§ TASK
Lines from the beginning of the entries up to and including the one with "escaped against a" must be duplicated word for word; leave out all others.

§ Stored data entries
//! # Document tree → markdown
//!
//! [`ToMarkdown`] walks a [`Node`] tree and renders each node. Extensions
//! are consulted first, in the order they were added; built-in handlers
//! cover the block nodes of [`crate::tree`]. Text is escaped against a
//! table of [`Unsafe`] characters that extensions can extend.
//!
//! ```
//! use fenced_matter_mdast::{FrontmatterToMarkdown, Node, ToMarkdown};
//! use fenced_matter_syntax::Registry;
//!
//! let registry = Registry::default();
//! let frontmatter = FrontmatterToMarkdown::new(&registry);
//! let tree = Node::root(vec![Node::matter("yaml", "a: 1"), Node::paragraph("---")]);
//!
//! let markdown = ToMarkdown::new().extension(&frontmatter).serialize(&tree).unwrap();
//! assert_eq!(markdown, "---\na: 1\n---\n\n\\---\n");
//! ```

mod escape;
mod frontmatter;

pub use escape::{Unsafe, default_unsafe, safe};
pub use frontmatter::{FrontmatterToMarkdown, fenced};

use thiserror::Error;

use crate::tree::Node;

#[derive(Debug, Error, PartialEq, Eq)]
pub enum SerializeError {
    #[error("no handler for `{kind}` nodes")]
    UnknownNode { kind: String },

    #[error("`{child}` cannot appear inside `{parent}`")]
    UnexpectedChild { parent: String, child: String },
}

/// Contributes node handlers and escaping rules to a [`ToMarkdown`].
pub trait Extension: Send + Sync {
    /// Characters this extension's syntax makes unsafe in plain text.
    fn unsafe_patterns(&self) -> Vec<Unsafe> {
        Vec::new()
    }

    /// Render `node`, or `None` to let the next handler try.
    fn handle(&self, node: &Node) -> Option<String>;
}

/// A markdown serializer.
pub struct ToMarkdown<'e> {
    extensions: Vec<&'e dyn Extension>,
    unsafe_patterns: Vec<Unsafe>,
}

impl<'e> ToMarkdown<'e> {
    pub fn new() -> Self {
        Self {
            extensions: Vec::new(),
            unsafe_patterns: default_unsafe().to_vec(),
        }
    }

    pub fn extension(mut self, extension: &'e dyn Extension) -> Self {
        self.unsafe_patterns.extend(extension.unsafe_patterns());
        self.extensions.push(extension);
        self
    }

    /// Render `node`. Non-empty output ends with exactly one line ending.
    pub fn serialize(&self, node: &Node) -> Result<String, SerializeError> {
        let out = self.node(node)?;
        let out = out.trim_end_matches('\n');
        if out.is_empty() {
            Ok(String::new())
        } else {
            Ok(format!("{out}\n"))
        }
    }

    fn node(&self, node: &Node) -> Result<String, SerializeError> {
        if let Some(out) = self.extensions.iter().find_map(|ext| ext.handle(node)) {
            return Ok(out);
        }

        match node {
            Node::Root { children } => self.flow(children),
            Node::Heading { depth, children } => {
                let hashes = "#".repeat(usize::from(*depth).max(1));
                let text = self.phrasing(node, children, false)?;
                if text.is_empty() {
                    Ok(hashes)
                } else {
                    Ok(format!("{hashes} {text}"))
                }
            }
            Node::Paragraph { children } => self.phrasing(node, children, true),
            Node::Blockquote { children } => Ok(prefix_lines(&self.flow(children)?, "> ", "> ")),
            Node::ListItem { children } => Ok(prefix_lines(&self.flow(children)?, "* ", "  ")),
            Node::Code { lang, value } => Ok(code(lang.as_deref(), value)),
            Node::ThematicBreak => Ok("***".to_string()),
            Node::Text { value } => Ok(safe(value, &self.unsafe_patterns, true)),
            Node::Matter { kind, .. } => {
                log::debug!("no serializer registered for `{kind}` front matter");
                Err(SerializeError::UnknownNode { kind: kind.clone() })
            }
        }
    }

    /// Block children, separated by a blank line.
    fn flow(&self, children: &[Node]) -> Result<String, SerializeError> {
        let blocks = children
            .iter()
            .map(|child| self.node(child))
            .collect::<Result<Vec<_>, _>>()?;
        Ok(blocks.join("\n\n"))
    }

    /// Text children, concatenated and escaped as one run.
    fn phrasing(
        &self,
        parent: &Node,
        children: &[Node],
        at_break: bool,
    ) -> Result<String, SerializeError> {
        let mut text = String::new();
        for child in children {
            match child {
                Node::Text { value } => text.push_str(value),
                other => {
                    return Err(SerializeError::UnexpectedChild {
                        parent: parent.type_name().to_string(),
                        child: other.type_name().to_string(),
                    });
                }
            }
        }
        Ok(safe(&text, &self.unsafe_patterns, at_break))
    }
}

impl Default for ToMarkdown<'_> {
    fn default() -> Self {
        Self::new()
    }
}

/// Prefix the first line with `first` and the others with `rest`. Blank
/// lines get the prefix without trailing whitespace.
fn prefix_lines(text: &str, first: &str, rest: &str) -> String {
    if text.is_empty() {
        return first.trim_end().to_string();
    }
    text.split('\n')
        .enumerate()
        .map(|(index, line)| {
            let prefix = if index == 0 { first } else { rest };
            if line.is_empty() {
                prefix.trim_end().to_string()
            } else {
                format!("{prefix}{line}")
            }
        })
        .collect::<Vec<_>>()
        .join("\n")
}

/// A backtick fence longer than any backtick run in `value`.
fn code(lang: Option<&str>, value: &str) -> String {
    let mut longest = 0;
    let mut run = 0;
    for character in value.chars() {
        if character == '`' {
            run += 1;
            longest = longest.max(run);
        } else {
            run = 0;
        }
    }

    let fence = "`".repeat((longest + 1).max(3));
    let lang = lang.unwrap_or_default();
    if value.is_empty() {
        format!("{fence}{lang}\n{fence}")
    } else {
        format!("{fence}{lang}\n{value}\n{fence}")
    }
}

#[cfg(test)]
mod tests {
    use super::*;
    use pretty_assertions::assert_eq;

    fn render(node: &Node) -> Result<String, SerializeError> {
        ToMarkdown::new().serialize(node)
    }

    #[test]
    fn empty_root_is_empty() {
        assert_eq!(render(&Node::root(Vec::new())).unwrap(), "");
    }

    #[test]
    fn blocks_are_separated_by_blank_lines() {
        let tree = Node::root(vec![
            Node::heading(2, "Title"),
            Node::paragraph("one\ntwo"),
            Node::Blockquote {
                children: vec![Node::paragraph("a"), Node::paragraph("b")],
            },
            Node::ListItem {
                children: vec![Node::paragraph("item\nmore")],
            },
            Node::ThematicBreak,
            Node::Code {
                lang: Some("rust".into()),
                value: "let x = 1;".into(),
            },
        ]);
        assert_eq!(
            render(&tree).unwrap(),
            "## Title\n\none\ntwo\n\n> a\n>\n> b\n\n* item\n  more\n\n***\n\n```rust\nlet x = 1;\n```\n"
        );
    }

    #[test]
    fn code_fence_outgrows_content() {
        assert_eq!(code(None, "a ```` b"), "`````\na ```` b\n`````");
        assert_eq!(code(None, ""), "```\n```");
    }

    #[test]
    fn heading_text_is_not_at_a_break() {
        assert_eq!(render(&Node::heading(1, "# x")).unwrap(), "# # x\n");
        assert_eq!(
            render(&Node::Heading {
                depth: 3,
                children: Vec::new()
            })
            .unwrap(),
            "###\n"
        );
    }

    #[test]
    fn root_text_is_escaped() {
        assert_eq!(render(&Node::root(vec![Node::text("> x")])).unwrap(), "\\> x\n");
    }

    #[test]
    fn matter_without_extension_is_unknown() {
        let err = render(&Node::root(vec![Node::matter("yaml", "")])).unwrap_err();
        assert_eq!(
            err,
            SerializeError::UnknownNode {
                kind: "yaml".into()
            }
        );
        assert_eq!(err.to_string(), "no handler for `yaml` nodes");
    }

    #[test]
    fn block_inside_phrasing_is_rejected() {
        let tree = Node::Paragraph {
            children: vec![Node::ThematicBreak],
        };
        assert_eq!(
            render(&tree).unwrap_err(),
            SerializeError::UnexpectedChild {
                parent: "paragraph".into(),
                child: "thematicBreak".into()
            }
        );
    }

    struct Shout;

    impl Extension for Shout {
        fn unsafe_patterns(&self) -> Vec<Unsafe> {
            vec![Unsafe::at_break('!')]
        }

        fn handle(&self, node: &Node) -> Option<String> {
            match node {
                Node::ThematicBreak => Some("!!!".to_string()),
                _ => None,
            }
        }
    }

    #[test]
    fn extensions_take_precedence() {
        let tree = Node::root(vec![Node::ThematicBreak, Node::paragraph("!x")]);
        let shout = Shout;
        assert_eq!(
            ToMarkdown::new().extension(&shout).serialize(&tree).unwrap(),
            "!!!\n\n\\!x\n"
        );
    }
}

§ OUTPUT BELOW
//! # Document tree → markdown
//!
//! [`ToMarkdown`] walks a [`Node`] tree and renders each node. Extensions
//! are consulted first, in the order they were added; built-in handlers
//! cover the block nodes of [`crate::tree`]. Text is escaped against a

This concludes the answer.